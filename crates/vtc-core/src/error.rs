#![forbid(unsafe_code)]

//! Error types for the capability layer.

use thiserror::Error;

/// Errors from loading or parsing a terminal capability entry.
#[derive(Debug, Error)]
pub enum CapError {
    /// No compiled entry exists for the requested terminal type in any
    /// search root. Fatal at startup: without an entry there is no safe
    /// default for the core motion and attribute sequences.
    #[error("no terminfo entry found for terminal type {0:?}")]
    UnknownTerminalType(String),

    /// The entry exists but its binary layout is inconsistent.
    #[error("malformed terminfo entry: {0}")]
    Malformed(&'static str),

    #[error(transparent)]
    Io(#[from] std::io::Error),
}

/// Errors from expanding a parameterized capability string.
#[derive(Debug, Error, PartialEq, Eq)]
pub enum ParamError {
    /// A `%` escape this interpreter does not implement.
    #[error("unknown %-escape {0:?} in capability string")]
    UnknownEscape(char),

    /// Capability string ended in the middle of a `%` escape.
    #[error("unterminated %-escape at end of capability string")]
    Truncated,

    /// `%?`/`%t`/`%e` without a matching `%;`.
    #[error("conditional without matching %;")]
    UnbalancedConditional,
}
//! Linux console device access.
//!
//! On the Linux text console the terminal context inspects the loaded
//! screen font and unicode map through console ioctls, feeding the
//! PC-charset decision of the encoding manager. Both buffers are read
//! out in full at startup and written back at shutdown, so a session
//! leaves the console exactly as it found it. Off the console (or
//! without privileges) every call degrades silently; the feature is
//! simply absent.
//!
//! The device node is found by trying a fixed list of well-known paths
//! and verifying each candidate actually is a console via the keyboard
//! type ioctl.

use std::fs::File;
use std::os::fd::AsRawFd;

/// Fallback order of console device nodes.
const CONSOLE_PATHS: [&str; 5] = [
    "/dev/tty",
    "/dev/tty0",
    "/dev/vc/0",
    "/dev/systty",
    "/dev/console",
];

const KDGKBTYPE: libc::c_ulong = 0x4B33;
const KB_84: libc::c_char = 0x01;
const KB_101: libc::c_char = 0x02;

const KDFONTOP: libc::c_ulong = 0x4B72;
const KD_FONT_OP_SET: u32 = 0;
const KD_FONT_OP_GET: u32 = 1;

const GIO_UNIMAP: libc::c_ulong = 0x4B66;
const PIO_UNIMAP: libc::c_ulong = 0x4B67;
const PIO_UNIMAPCLR: libc::c_ulong = 0x4B68;

/// Glyph buffer sizing for KDFONTOP: the kernel stores each glyph in 32
/// padded scanlines of up to 32 pixels, 512 glyphs at most.
const FONT_BUFFER_SIZE: usize = 4 * 32 * 512;

#[repr(C)]
struct ConsoleFontOp {
    op: u32,
    flags: u32,
    width: u32,
    height: u32,
    charcount: u32,
    data: *mut u8,
}

/// One unicode-to-glyph mapping entry of the console map.
#[repr(C)]
#[derive(Debug, Clone, Copy, PartialEq, Eq)]
pub struct UniPair {
    pub unicode: u16,
    pub fontpos: u16,
}

#[repr(C)]
struct UniMapDesc {
    entry_ct: u16,
    entries: *mut UniPair,
}

#[repr(C)]
struct UniMapInit {
    advised_hashsize: u16,
    advised_hashstep: u16,
    advised_hashlevel: u16,
}

/// A screen font read from the console, glyph data included.
#[derive(Debug, Clone)]
pub struct ScreenFont {
    pub width: u32,
    pub height: u32,
    pub charcount: u32,
    data: Vec<u8>,
}

/// Screen font geometry as the console reports it.
#[derive(Debug, Clone, Copy, PartialEq, Eq)]
pub struct FontInfo {
    pub width: u32,
    pub height: u32,
    pub charcount: u32,
}

/// An open, verified console device.
#[derive(Debug)]
pub struct Console {
    file: File,
}

impl Console {
    /// Open the first path that answers the keyboard-type ioctl like a
    /// console. `None` anywhere else (X terminal, ssh, no privileges).
    pub fn open() -> Option<Self> {
        for path in CONSOLE_PATHS {
            let Ok(file) = File::options().read(true).write(true).open(path) else {
                continue;
            };
            let mut kb_type: libc::c_char = 0;
            // SAFETY: KDGKBTYPE writes one byte into kb_type.
            let rc = unsafe { libc::ioctl(file.as_raw_fd(), KDGKBTYPE, &mut kb_type) };
            if rc == 0 && (kb_type == KB_101 || kb_type == KB_84) {
                vtc_core::debug!(path, "console device opened");
                return Some(Self { file });
            }
        }
        None
    }

    /// Read the loaded screen font, glyph data and all.
    pub fn read_font(&self) -> Option<ScreenFont> {
        let mut data = vec![0u8; FONT_BUFFER_SIZE];
        let mut op = ConsoleFontOp {
            op: KD_FONT_OP_GET,
            flags: 0,
            width: 32,
            height: 32,
            charcount: 512,
            data: data.as_mut_ptr(),
        };
        // SAFETY: the buffer covers the largest font the kernel stores;
        // KDFONTOP shrinks the requested geometry to the actual one.
        let rc = unsafe { libc::ioctl(self.file.as_raw_fd(), KDFONTOP, &mut op) };
        (rc == 0).then_some(ScreenFont {
            width: op.width,
            height: op.height,
            charcount: op.charcount,
            data,
        })
    }

    /// Load a screen font previously read with [`read_font`](Self::read_font).
    pub fn write_font(&self, font: &ScreenFont) -> bool {
        let mut data = font.data.clone();
        let mut op = ConsoleFontOp {
            op: KD_FONT_OP_SET,
            flags: 0,
            width: font.width,
            height: font.height,
            charcount: font.charcount,
            data: data.as_mut_ptr(),
        };
        // SAFETY: the data buffer matches the sizing KDFONTOP filled it
        // with on the way out.
        let rc = unsafe { libc::ioctl(self.file.as_raw_fd(), KDFONTOP, &mut op) };
        rc == 0
    }

    /// Geometry of the loaded screen font, without copying its glyphs.
    pub fn font(&self) -> Option<FontInfo> {
        let mut op = ConsoleFontOp {
            op: KD_FONT_OP_GET,
            flags: 0,
            width: 0,
            height: 0,
            // asking for zero glyphs still fills in the geometry
            charcount: 0,
            data: std::ptr::null_mut(),
        };
        // SAFETY: KDFONTOP with a null data pointer only queries.
        let rc = unsafe { libc::ioctl(self.file.as_raw_fd(), KDFONTOP, &mut op) };
        (rc == 0 || last_errno() == libc::ENOMEM).then_some(FontInfo {
            width: op.width,
            height: op.height,
            charcount: op.charcount,
        })
    }

    /// Number of entries in the screen unicode map. Zero means the
    /// console cannot translate Unicode at all (straight-to-font mode).
    pub fn unicode_map_len(&self) -> Option<u16> {
        let mut desc = UniMapDesc {
            entry_ct: 0,
            entries: std::ptr::null_mut(),
        };
        // SAFETY: with entry_ct 0 the kernel only reports the count
        // (ENOMEM) or an empty map (success).
        let rc = unsafe { libc::ioctl(self.file.as_raw_fd(), GIO_UNIMAP, &mut desc) };
        if rc == 0 || last_errno() == libc::ENOMEM {
            Some(desc.entry_ct)
        } else {
            None
        }
    }

    /// Read the full unicode-to-glyph map.
    pub fn read_unicode_map(&self) -> Option<Vec<UniPair>> {
        let count = self.unicode_map_len()?;
        if count == 0 {
            return Some(Vec::new());
        }
        let mut entries = vec![
            UniPair {
                unicode: 0,
                fontpos: 0,
            };
            count as usize
        ];
        let mut desc = UniMapDesc {
            entry_ct: count,
            entries: entries.as_mut_ptr(),
        };
        // SAFETY: entries holds entry_ct elements; the kernel fills at
        // most that many and writes the real count back.
        let rc = unsafe { libc::ioctl(self.file.as_raw_fd(), GIO_UNIMAP, &mut desc) };
        if rc != 0 {
            return None;
        }
        entries.truncate(desc.entry_ct as usize);
        Some(entries)
    }

    /// Load a unicode map previously read with
    /// [`read_unicode_map`](Self::read_unicode_map). The kernel hash
    /// table is cleared first and regrown on ENOMEM.
    pub fn write_unicode_map(&self, entries: &[UniPair]) -> bool {
        let mut advice = UniMapInit {
            advised_hashsize: 0,
            advised_hashstep: 0,
            advised_hashlevel: 0,
        };
        let mut desc = UniMapDesc {
            entry_ct: entries.len().min(u16::MAX as usize) as u16,
            entries: entries.as_ptr().cast_mut(),
        };
        loop {
            // SAFETY: PIO_UNIMAPCLR reads the advice struct; PIO_UNIMAP
            // only reads the entry array.
            let rc = unsafe {
                if libc::ioctl(self.file.as_raw_fd(), PIO_UNIMAPCLR, &mut advice) != 0 {
                    return false;
                }
                libc::ioctl(self.file.as_raw_fd(), PIO_UNIMAP, &mut desc)
            };
            if rc == 0 {
                return true;
            }
            if last_errno() != libc::ENOMEM || advice.advised_hashlevel >= 100 {
                return false;
            }
            advice.advised_hashlevel += 1;
        }
    }

    /// True when a non-standard font is loaded (512-glyph fonts replace
    /// the upper charset half, so the PC charset mapping applies).
    pub fn has_custom_font(&self) -> bool {
        self.font().is_some_and(|f| f.charcount > 256)
    }
}

/// Console state captured at startup and written back at shutdown.
///
/// Holds the device open for the life of the session so the restore
/// targets the same console the snapshot came from.
#[derive(Debug)]
pub struct ConsoleGuard {
    console: Console,
    saved_font: Option<ScreenFont>,
    saved_map: Option<Vec<UniPair>>,
}

impl ConsoleGuard {
    /// Open the console and snapshot its font and unicode map. `None`
    /// off-console; a console without a readable font or map still
    /// yields a guard with the missing piece absent.
    pub fn acquire() -> Option<Self> {
        let console = Console::open()?;
        let saved_font = console.read_font();
        let saved_map = console.read_unicode_map();
        vtc_core::debug!(
            font = saved_font.is_some(),
            map_entries = saved_map.as_ref().map_or(0, Vec::len),
            "console state saved"
        );
        Some(Self {
            console,
            saved_font,
            saved_map,
        })
    }

    /// The saved unicode-to-glyph map, when the console has one.
    pub fn unicode_map(&self) -> Option<&[UniPair]> {
        self.saved_map.as_deref()
    }

    /// True when the saved font replaces the standard 256-glyph charset.
    pub fn has_custom_font(&self) -> bool {
        match &self.saved_font {
            Some(font) => font.charcount > 256,
            None => self.console.has_custom_font(),
        }
    }

    /// Write the saved font and unicode map back, best effort.
    pub fn restore(&self) {
        if let Some(font) = &self.saved_font {
            let _ = self.console.write_font(font);
        }
        if let Some(map) = &self.saved_map {
            if !map.is_empty() {
                let _ = self.console.write_unicode_map(map);
            }
        }
        vtc_core::debug!("console state restored");
    }
}

fn last_errno() -> libc::c_int {
    std::io::Error::last_os_error().raw_os_error().unwrap_or(0)
}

== WHAT THE TASK REQUIRES ==
For this exercise, please copy exactly the lines of the material above from its first line through the line where "const KD_FONT_OP_SET: u32 = 0;" appears.

== FINISHED EXERCISE ==
filename crates/vtc-core/src/error.rs
#![forbid(unsafe_code)]

//! Error types for the capability layer.

use thiserror::Error;

/// Errors from loading or parsing a terminal capability entry.
#[derive(Debug, Error)]
pub enum CapError {
    /// No compiled entry exists for the requested terminal type in any
    /// search root. Fatal at startup: without an entry there is no safe
    /// default for the core motion and attribute sequences.
    #[error("no terminfo entry found for terminal type {0:?}")]
    UnknownTerminalType(String),

    /// The entry exists but its binary layout is inconsistent.
    #[error("malformed terminfo entry: {0}")]
    Malformed(&'static str),

    #[error(transparent)]
    Io(#[from] std::io::Error),
}

/// Errors from expanding a parameterized capability string.
#[derive(Debug, Error, PartialEq, Eq)]
pub enum ParamError {
    /// A `%` escape this interpreter does not implement.
    #[error("unknown %-escape {0:?} in capability string")]
    UnknownEscape(char),

    /// Capability string ended in the middle of a `%` escape.
    #[error("unterminated %-escape at end of capability string")]
    Truncated,

    /// `%?`/`%t`/`%e` without a matching `%;`.
    #[error("conditional without matching %;")]
    UnbalancedConditional,
}
//! Linux console device access.
//!
//! On the Linux text console the terminal context inspects the loaded
//! screen font and unicode map through console ioctls, feeding the
//! PC-charset decision of the encoding manager. Both buffers are read
//! out in full at startup and written back at shutdown, so a session
//! leaves the console exactly as it found it. Off the console (or
//! without privileges) every call degrades silently; the feature is
//! simply absent.
//!
//! The device node is found by trying a fixed list of well-known paths
//! and verifying each candidate actually is a console via the keyboard
//! type ioctl.

use std::fs::File;
use std::os::fd::AsRawFd;

/// Fallback order of console device nodes.
const CONSOLE_PATHS: [&str; 5] = [
    "/dev/tty",
    "/dev/tty0",
    "/dev/vc/0",
    "/dev/systty",
    "/dev/console",
];

const KDGKBTYPE: libc::c_ulong = 0x4B33;
const KB_84: libc::c_char = 0x01;
const KB_101: libc::c_char = 0x02;

const KDFONTOP: libc::c_ulong = 0x4B72;
const KD_FONT_OP_SET: u32 = 0;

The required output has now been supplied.